AIM OF THE EXERCISE. Identify the lines in the data below that contain "their" and give only how many there are.

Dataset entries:
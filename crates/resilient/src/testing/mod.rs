//! Test helpers
//!
//! - **[`assertions`]**: failure-message, attempt-count and delay assertions
//! - **[`mocks`]**: scripted operations that count their invocations
//! - **[`temp`]**: temporary settings files (`test-utils` feature)
//! - [`MockClock`] for driving circuit windows and token refill by hand
//!
//! ```rust
//! use resilient::testing::{ScriptedOperation, Step};
//!
//! let op = ScriptedOperation::new([Step::Fail("transient".into()), Step::Succeed(1)]);
//! assert!(op.call().is_err());
//! assert_eq!(op.call().ok(), Some(1));
//! ```

pub mod assertions;
pub mod mocks;
#[cfg(any(feature = "test-utils", test))]
pub mod temp;

pub use assertions::{assert_duration_in_range, assert_jittered};
pub use mocks::{ScriptedOperation, Step};
#[cfg(any(feature = "test-utils", test))]
pub use temp::settings_file;

pub use crate::resilience::{Clock, MockClock, SystemClock};
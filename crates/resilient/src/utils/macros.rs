//! Declarative helpers for policy enums

/// Implements `Display` and `FromStr` for a fieldless enum
///
/// Each variant maps to one lowercase name. Parsing is case-insensitive and
/// fails with [`crate::ResilienceError::InvalidConfiguration`].
///
/// ```rust
/// use resilient::impl_name_conversions;
///
/// #[derive(Debug, Clone, Copy, PartialEq, Eq)]
/// pub enum Mode {
///     Deep,
///     Fast,
/// }
///
/// impl_name_conversions!(Mode {
///     Deep => "deep",
///     Fast => "fast",
/// });
///
/// assert_eq!("FAST".parse::<Mode>().ok(), Some(Mode::Fast));
/// ```
#[macro_export]
macro_rules! impl_name_conversions {
    ($enum_name:ident { $($variant:ident => $str:expr),+ $(,)? }) => {
        impl std::fmt::Display for $enum_name {
            fn fmt(&self, f: &mut std::fmt::Formatter<'_>) -> std::fmt::Result {
                match self {
                    $(Self::$variant => f.write_str($str),)+
                }
            }
        }

        impl std::str::FromStr for $enum_name {
            type Err = $crate::error::ResilienceError;

            fn from_str(s: &str) -> Result<Self, Self::Err> {
                match s.trim().to_lowercase().as_str() {
                    $($str => Ok(Self::$variant),)+
                    _ => Err($crate::error::ResilienceError::invalid(format!(
                        "Invalid {}: {}",
                        stringify!($enum_name),
                        s
                    ))),
                }
            }
        }
    };
}

#[cfg(test)]
mod tests {
    use std::str::FromStr;

    #[derive(Debug, Clone, Copy, PartialEq, Eq)]
    enum Mode {
        Deep,
        Fast,
    }

    impl_name_conversions!(Mode {
        Deep => "deep",
        Fast => "fast",
    });

    /// Validates display and case-insensitive parsing agree.
    #[test]
    fn test_name_conversions() {
        assert_eq!(Mode::Deep.to_string(), "deep");
        assert_eq!(Mode::from_str("FaSt").ok(), Some(Mode::Fast));
        assert_eq!(Mode::from_str(" deep ").ok(), Some(Mode::Deep));
    }

    /// Validates unknown names are rejected with the enum named.
    ///
    /// Assertions:
    /// - The error message names the enum and the bad input.
    #[test]
    fn test_invalid_name() {
        let error = Mode::from_str("shallow").unwrap_err();
        assert!(error.to_string().contains("Invalid Mode: shallow"));
        assert!(Mode::from_str("").is_err());
    }
}
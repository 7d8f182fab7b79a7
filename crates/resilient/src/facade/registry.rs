//! Named presets
//!
//! A preset is a function building a [`Resilient`] for a common kind of
//! call. The process-wide registry starts with `network`, `parsing`, `api`,
//! `db` and `ml`; callers may register their own or replace a built-in.

use std::collections::BTreeMap;
use std::sync::Arc;
use std::time::Duration;

use once_cell::sync::Lazy;
use parking_lot::RwLock;
use tracing::debug;

use super::handlers::stop_on_circuit_open;
use super::Resilient;
use crate::error::{ErrorType, ResilienceError, ResilienceResult};
use crate::resilience::{Backoff, Retry};

/// Builds a fresh [`Resilient`] for one preset
pub type PresetBuilder = Arc<dyn Fn() -> Resilient + Send + Sync>;

static PRESETS: Lazy<PresetRegistry> = Lazy::new(PresetRegistry::with_builtins);

/// The process-wide preset registry
pub fn presets() -> &'static PresetRegistry {
    &PRESETS
}

/// Look up `name` in the process-wide registry
///
/// # Errors
///
/// Returns [`ResilienceError::UnknownPreset`] for unregistered names.
pub fn preset(name: &str) -> ResilienceResult<Resilient> {
    PRESETS.get(name)
}

/// Name to builder map
#[derive(Default)]
pub struct PresetRegistry {
    builders: RwLock<BTreeMap<String, PresetBuilder>>,
}

impl std::fmt::Debug for PresetRegistry {
    fn fmt(&self, f: &mut std::fmt::Formatter<'_>) -> std::fmt::Result {
        f.debug_struct("PresetRegistry").field("names", &self.names()).finish()
    }
}

impl PresetRegistry {
    /// An empty registry
    pub fn new() -> Self {
        Self::default()
    }

    /// A registry holding the built-in presets
    pub fn with_builtins() -> Self {
        let registry = Self::new();
        registry.register("network", network);
        registry.register("parsing", parsing);
        registry.register("api", || Resilient::new().retry(Retry::api()));
        registry.register("db", || Resilient::new().retry(Retry::db()));
        registry.register("ml", || Resilient::new().retry(Retry::ml()));
        registry
    }

    /// Add or replace a preset
    pub fn register<S, B>(&self, name: S, builder: B)
    where
        S: Into<String>,
        B: Fn() -> Resilient + Send + Sync + 'static,
    {
        let name = name.into();
        debug!(target: "resilient", preset = %name, "registering preset");
        self.builders.write().insert(name, Arc::new(builder));
    }

    /// Build the preset registered under `name`
    ///
    /// # Errors
    ///
    /// Returns [`ResilienceError::UnknownPreset`] listing the registered
    /// names when `name` is missing.
    pub fn get(&self, name: &str) -> ResilienceResult<Resilient> {
        let builder = self.builders.read().get(name).cloned();
        match builder {
            Some(builder) => Ok(builder()),
            None => Err(ResilienceError::UnknownPreset {
                name: name.to_string(),
                available: self.names(),
            }),
        }
    }

    pub fn contains(&self, name: &str) -> bool {
        self.builders.read().contains_key(name)
    }

    /// Registered names, sorted
    pub fn names(&self) -> Vec<String> {
        self.builders.read().keys().cloned().collect()
    }
}

/// Transport failures: 3 attempts, exponential backoff, no retries into an
/// open circuit
fn network() -> Resilient {
    Resilient::new()
        .error_type(ErrorType::NETWORK)
        .attempts(3)
        .backoff(Backoff::default())
        .handler(stop_on_circuit_open)
}

/// Decode failures: 2 attempts a short fixed delay apart
fn parsing() -> Resilient {
    Resilient::new()
        .error_type(ErrorType::PARSING)
        .attempts(2)
        .backoff(Backoff::fixed(Duration::from_millis(100)).without_jitter())
}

SOLUTION TO THIS TASK. 2